Modify the HOSTNAME property to its FQDN:

NETWORK=yes
HOSTNAME=fully.qualified.doman.name

Edit Hosts File

For each host in the cluster, open the hosts file through running vi /etc/hosts add a line to each file. For example:

146.xxx.xxx.75 hadoop-master.qualified.doman.name hadoop-master
146.xxx.xxx.76 hadoop-node-1.qualified.doman.name hadoop-node-1
146.xxx.xxx.77 hadoop-node-2.qualified.doman.name hadoop-node-2

It needs reboot to make these changes effective.

1.4. Set up password-less SSH:

For the master host

  • Login to the hadoop-master host with root user and generate SSH keys using ssh-keygen -t rsa. Press enter for all prompts and accept all default values.
  • Run the following command to copy ssh identification for localhost.
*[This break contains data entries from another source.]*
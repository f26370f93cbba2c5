//! mqtail daemon entry point
//!
//! Tails a transaction log (a file or stdin), assembles records from
//! interleaved fragments and forwards them through the pipeline to the
//! configured backend.
//!
//! Input is line-oriented. Each line starts with a decimal transaction
//! ID; a tab-separated remainder is either `key=...` setting the shard
//! key or a payload fragment appended to the record. A bare ID line
//! completes the record and submits it.

use std::collections::HashMap;
use std::fs::File;
use std::io::{self, BufRead, BufReader};
use std::path::PathBuf;
use std::process::ExitCode;
use std::sync::{mpsc, Arc};
use std::thread;
use std::time::Duration;

use clap::Parser;

use mqtail_core::{
    Assembler, Entry, FileBackend, MqtailError, MqtailResult, Pipeline, RelayConfig,
};

/// How many input lines between pipeline health checks and producer
/// flushes while the reader is busy
const TICK_LINES: u64 = 1000;

/// How long the input may stay quiet before a health check and flush
/// run anyway, so a blocked read cannot delay worker restarts
const IDLE_TICK: Duration = Duration::from_millis(100);

#[derive(Parser)]
#[command(name = "mqtail")]
#[command(about = "mqtail - transaction log to message queue relay")]
#[command(version)]
struct Cli {
    /// Configuration file (YAML)
    #[arg(short = 'c', long = "config")]
    config: Option<PathBuf>,

    /// Check the configuration and exit
    #[arg(short = 'C', long = "check-config")]
    check_config: bool,

    /// Input log file (defaults to stdin)
    #[arg(short = 'i', long = "input")]
    input: Option<PathBuf>,

    /// Increase log verbosity (show debug messages)
    #[arg(short = 'v', long = "verbose")]
    verbose: bool,
}

fn init_logging(verbose: bool) {
    let default_level = if verbose { "debug" } else { "info" };
    env_logger::Builder::from_env(env_logger::Env::default().default_filter_or(default_level))
        .format_timestamp_millis()
        .init();
}

fn load_config(cli: &Cli) -> MqtailResult<RelayConfig> {
    let config = match &cli.config {
        Some(path) => RelayConfig::from_file(path)?,
        None => RelayConfig::default(),
    };
    config.validate()?;
    Ok(config)
}

fn main() -> ExitCode {
    let cli = Cli::parse();
    init_logging(cli.verbose);

    let config = match load_config(&cli) {
        Ok(config) => config,
        Err(e) => {
            log::error!("Configuration error: {}", e);
            return ExitCode::from(2);
        }
    };
    if cli.check_config {
        log::info!("Configuration OK");
        return ExitCode::SUCCESS;
    }

    match run(&cli, &config) {
        Ok(()) => ExitCode::SUCCESS,
        Err(e) => {
            log::error!("{}", e);
            ExitCode::FAILURE
        }
    }
}

fn run(cli: &Cli, config: &RelayConfig) -> MqtailResult<()> {
    log::info!("mqtail starting");
    config.dump();

    let backend = Arc::new(FileBackend::new(&config.output_file, config.partitions));
    let (mut pipeline, mut asm) = Pipeline::start(config, backend)?;

    let input: Box<dyn BufRead + Send> = match &cli.input {
        Some(path) => {
            log::info!("Reading from {}", path.display());
            Box::new(BufReader::new(File::open(path)?))
        }
        None => {
            log::info!("Reading from stdin");
            Box::new(BufReader::new(io::stdin()))
        }
    };

    let result = read_loop(input, &mut pipeline, &mut asm);
    pipeline.shutdown(asm);
    result
}

/// Drive the assembler from the input, checking pipeline health every
/// [`TICK_LINES`] lines and, independently, every [`IDLE_TICK`] of
/// quiet input. Lines come in through a channel from a dedicated input
/// thread, so a blocking read never starves the health checks.
fn read_loop(
    input: Box<dyn BufRead + Send>,
    pipeline: &mut Pipeline,
    asm: &mut Assembler,
) -> MqtailResult<()> {
    let (line_tx, line_rx) = mpsc::channel::<io::Result<String>>();
    let input_thread = thread::Builder::new()
        .name("mqtail-input".into())
        .spawn(move || {
            for line in input.lines() {
                if line_tx.send(line).is_err() {
                    break;
                }
            }
        })
        .map_err(|e| MqtailError::Spawn(format!("input reader: {}", e)))?;

    let mut open: HashMap<u32, Entry> = HashMap::new();
    let mut lines: u64 = 0;

    loop {
        match line_rx.recv_timeout(IDLE_TICK) {
            Ok(Ok(line)) => {
                handle_line(asm, &mut open, &line);

                lines += 1;
                if lines % TICK_LINES == 0 {
                    asm.flush();
                    pipeline.tick()?;
                }
            }
            Ok(Err(e)) => return Err(e.into()),
            Err(mpsc::RecvTimeoutError::Timeout) => {
                // the input is quiet; flush and restart dead workers now
                // rather than after the next burst of lines
                asm.flush();
                pipeline.tick()?;
            }
            // input thread done, end of input
            Err(mpsc::RecvTimeoutError::Disconnected) => break,
        }
    }
    if input_thread.join().is_err() {
        log::error!("Input thread panicked");
    }

    // records still open at end of input go out marked incomplete
    if !open.is_empty() {
        log::warn!("End of input with {} open records", open.len());
        for (_, mut entry) in open.drain() {
            entry.mark_incomplete();
            asm.submit(entry);
        }
    }
    asm.flush();
    pipeline.tick()
}

/// Apply one input line to the open-record table.
fn handle_line(asm: &mut Assembler, open: &mut HashMap<u32, Entry>, line: &str) {
    let line = line.trim_end();
    if line.is_empty() {
        return;
    }

    let (xid_str, rest) = match line.split_once('\t') {
        Some((xid, rest)) => (xid, Some(rest)),
        None => (line, None),
    };
    let xid: u32 = match xid_str.parse() {
        Ok(xid) => xid,
        Err(_) => {
            log::warn!("Unparseable transaction ID, line skipped: [{}]", line);
            return;
        }
    };

    match rest {
        // bare ID line: the record is complete
        None => match open.remove(&xid) {
            Some(entry) => asm.submit(entry),
            None => log::debug!("XID={}: end of unknown record ignored", xid),
        },
        Some(fragment) => {
            let mut entry = match open.remove(&xid) {
                Some(entry) => entry,
                None => match asm.open_record(xid) {
                    Some(entry) => entry,
                    // pool exhausted; the record was counted and dropped
                    None => return,
                },
            };
            let result = match fragment.strip_prefix("key=") {
                Some(key) => asm.set_key(&mut entry, key.as_bytes()),
                None => asm.append(&mut entry, fragment.as_bytes()),
            };
            match result {
                Ok(()) => {
                    open.insert(xid, entry);
                }
                Err(mqtail_core::AppendError::NoFreeChunks) => {
                    // cannot grow this record any further
                    asm.discard(entry);
                }
                Err(_) => {
                    // oversized fragment or key; keep what we have
                    open.insert(xid, entry);
                }
            }
        }
    }
}

#[cfg(test)]
mod tests {
    use super::*;
    use std::time::Duration;

    fn test_pipeline(dir: &tempfile::TempDir) -> (RelayConfig, Pipeline, Assembler) {
        let config = RelayConfig {
            nworkers: 1,
            max_records: 16,
            chunk_size: 64,
            max_reclen: 256,
            max_keylen: 32,
            qlen_goal: 4,
            monitor_interval_ms: 0,
            output_file: dir.path().join("out"),
            ..Default::default()
        };
        let backend = Arc::new(FileBackend::new(&config.output_file, config.partitions));
        let (pipeline, asm) = Pipeline::start(&config, backend).unwrap();
        (config, pipeline, asm)
    }

    fn drain_and_read(config: &RelayConfig, pipeline: Pipeline, asm: Assembler) -> String {
        pipeline.shutdown(asm);
        std::fs::read_to_string(&config.output_file).unwrap()
    }

    #[test]
    fn test_interleaved_fragments_assemble_per_xid() {
        let dir = tempfile::tempdir().unwrap();
        let (config, mut pipeline, mut asm) = test_pipeline(&dir);
        let mut open = HashMap::new();

        handle_line(&mut asm, &mut open, "1\tfirst=a");
        handle_line(&mut asm, &mut open, "2\tother=x");
        handle_line(&mut asm, &mut open, "1\tsecond=b");
        handle_line(&mut asm, &mut open, "1");
        handle_line(&mut asm, &mut open, "2");
        asm.flush();
        pipeline.tick().unwrap();

        let out = drain_and_read(&config, pipeline, asm);
        let lines: Vec<&str> = out.lines().collect();
        assert!(lines.contains(&"&first=a&second=b"));
        assert!(lines.contains(&"&other=x"));
    }

    #[test]
    fn test_key_line_sets_shard_key() {
        let dir = tempfile::tempdir().unwrap();
        let (config, pipeline, mut asm) = test_pipeline(&dir);
        let mut open = HashMap::new();

        handle_line(&mut asm, &mut open, "7\tkey=cafe0001");
        handle_line(&mut asm, &mut open, "7\tdata=1");
        handle_line(&mut asm, &mut open, "7");

        let out = drain_and_read(&config, pipeline, asm);
        assert_eq!(out, "cafe0001\t&data=1\n");
    }

    #[test]
    fn test_garbage_lines_skipped() {
        let dir = tempfile::tempdir().unwrap();
        let (config, pipeline, mut asm) = test_pipeline(&dir);
        let mut open = HashMap::new();

        handle_line(&mut asm, &mut open, "not-a-number\tdata");
        handle_line(&mut asm, &mut open, "");
        handle_line(&mut asm, &mut open, "3\tok=1");
        handle_line(&mut asm, &mut open, "3");

        let out = drain_and_read(&config, pipeline, asm);
        assert_eq!(out, "&ok=1\n");
    }

    #[test]
    fn test_end_of_unknown_record_ignored() {
        let dir = tempfile::tempdir().unwrap();
        let (config, pipeline, mut asm) = test_pipeline(&dir);
        let mut open = HashMap::new();

        handle_line(&mut asm, &mut open, "99");
        assert!(open.is_empty());

        let out = drain_and_read(&config, pipeline, asm);
        assert_eq!(out, "");
    }

    #[test]
    fn test_completed_record_no_longer_open() {
        let dir = tempfile::tempdir().unwrap();
        let (_config, pipeline, mut asm) = test_pipeline(&dir);
        let mut open = HashMap::new();

        handle_line(&mut asm, &mut open, "5\tdata=x");
        assert_eq!(open.len(), 1);
        handle_line(&mut asm, &mut open, "5");
        assert!(open.is_empty());

        // give the worker a moment, then shut down
        std::thread::sleep(Duration::from_millis(10));
        pipeline.shutdown(asm);
    }

    /// Yields its buffered lines, then stalls before reporting end of
    /// input, like a tailed log that has gone quiet.
    struct StallingReader {
        data: io::Cursor<Vec<u8>>,
        stall: Duration,
        stalled: bool,
    }

    impl io::Read for StallingReader {
        fn read(&mut self, buf: &mut [u8]) -> io::Result<usize> {
            let n = io::Read::read(&mut self.data, buf)?;
            if n == 0 && !self.stalled {
                self.stalled = true;
                thread::sleep(self.stall);
            }
            Ok(n)
        }
    }

    #[test]
    fn test_quiet_input_does_not_strand_records() {
        let dir = tempfile::tempdir().unwrap();
        let (config, mut pipeline, mut asm) = test_pipeline(&dir);
        let out_path = config.output_file.clone();

        let reader = thread::spawn(move || {
            let stalling = StallingReader {
                data: io::Cursor::new(b"8\tdata=z\n8\n".to_vec()),
                stall: Duration::from_millis(800),
                stalled: false,
            };
            let input: Box<dyn BufRead + Send> = Box::new(BufReader::new(stalling));
            read_loop(input, &mut pipeline, &mut asm).unwrap();
            pipeline.shutdown(asm);
        });

        // the record must reach the backend while the input is still
        // stalled, well before end of input and shutdown
        let deadline = std::time::Instant::now() + Duration::from_millis(400);
        let mut delivered = false;
        while std::time::Instant::now() < deadline {
            let out = std::fs::read_to_string(&out_path).unwrap_or_default();
            if out.contains("&data=z") {
                delivered = true;
                break;
            }
            thread::sleep(Duration::from_millis(10));
        }
        assert!(delivered, "record not delivered while the input was quiet");
        reader.join().unwrap();
    }
}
Enter password when prompted for the password:
ssh-copy-id localhost

Then run command ssh hadoop-master to make sure no password needed.

For each of other hosts in the cluster:

  • Copy the SSH file from hadoop-master to every other hosts in the cluster, for example:
scp -pr /root/.ssh root@hadoop-node-1.qualified.doman.name:/root/
  • Upload the generated id_rsa.pub to the root’s .ssh directory as a file with name authorized_keys, for example:
cat .ssh/id_rsa.pub | ssh root@hadoop-node-1.qualified.doman.name 'cat >> .ssh/authorized_keys'
  • Set permissions for .ssh directory and authorized_keys file:
ssh root@hadoop-node-1.qualified.doman.name; chmod 700 .ssh; chmod 640 .ssh/authorized_keys

From the hadoop-master host, run following commands to make sure inter-node connection using SSH without password:

ssh hadoop-node-1
ssh hadoop-node-2
ssh hadoop-master
ssh hadoop-node-2
ssh hadoop-node-1
ssh hadoop-master

1.5. Enable NTP

Run following commands on each host to install and enable NTP service:

yum install -y ntp
systemctl enable ntpd
systemctl start ntpd

Run timedatectl status and look for following lines to verfiy that NTP is running

NTP enabled: yes
NTP synchronized: yes

To force synchronze:

  • Stop ntp serivce: systemctl stop ntpd
  • Add server your.ntp.server.address to the /etc/ntp.conf ‘s servers part.
  • Force time synchronize: ntpdate your.ntp.server.address
  • Restart ntp: systemctl start ntpd
  • Run systemctl enable ntpdate to make sure running the ntpdate at boot time.

1.6. Configure firewall

Run the following commands to disable firewall on each host in the cluster:

systemctl disable firewalld
service firewalld stop

Run systemctl status firewalld to make sure firewall is disabled.

1.7. Disable SElinux

For each host in the cluster, change SELINUX value from enhancing to disabled in /etc/selinux/config

7. Install wget

Install wget on all nodes:

yum install -y wget

2. Set up a Local Repository for Ambari and HDP Stack

2.1. Create and start an HTTP sever on the master host:

yum install -y httpd
service httpd restart
chkconfig httpd on

Make sure the directory /var/www/html has been created on the host.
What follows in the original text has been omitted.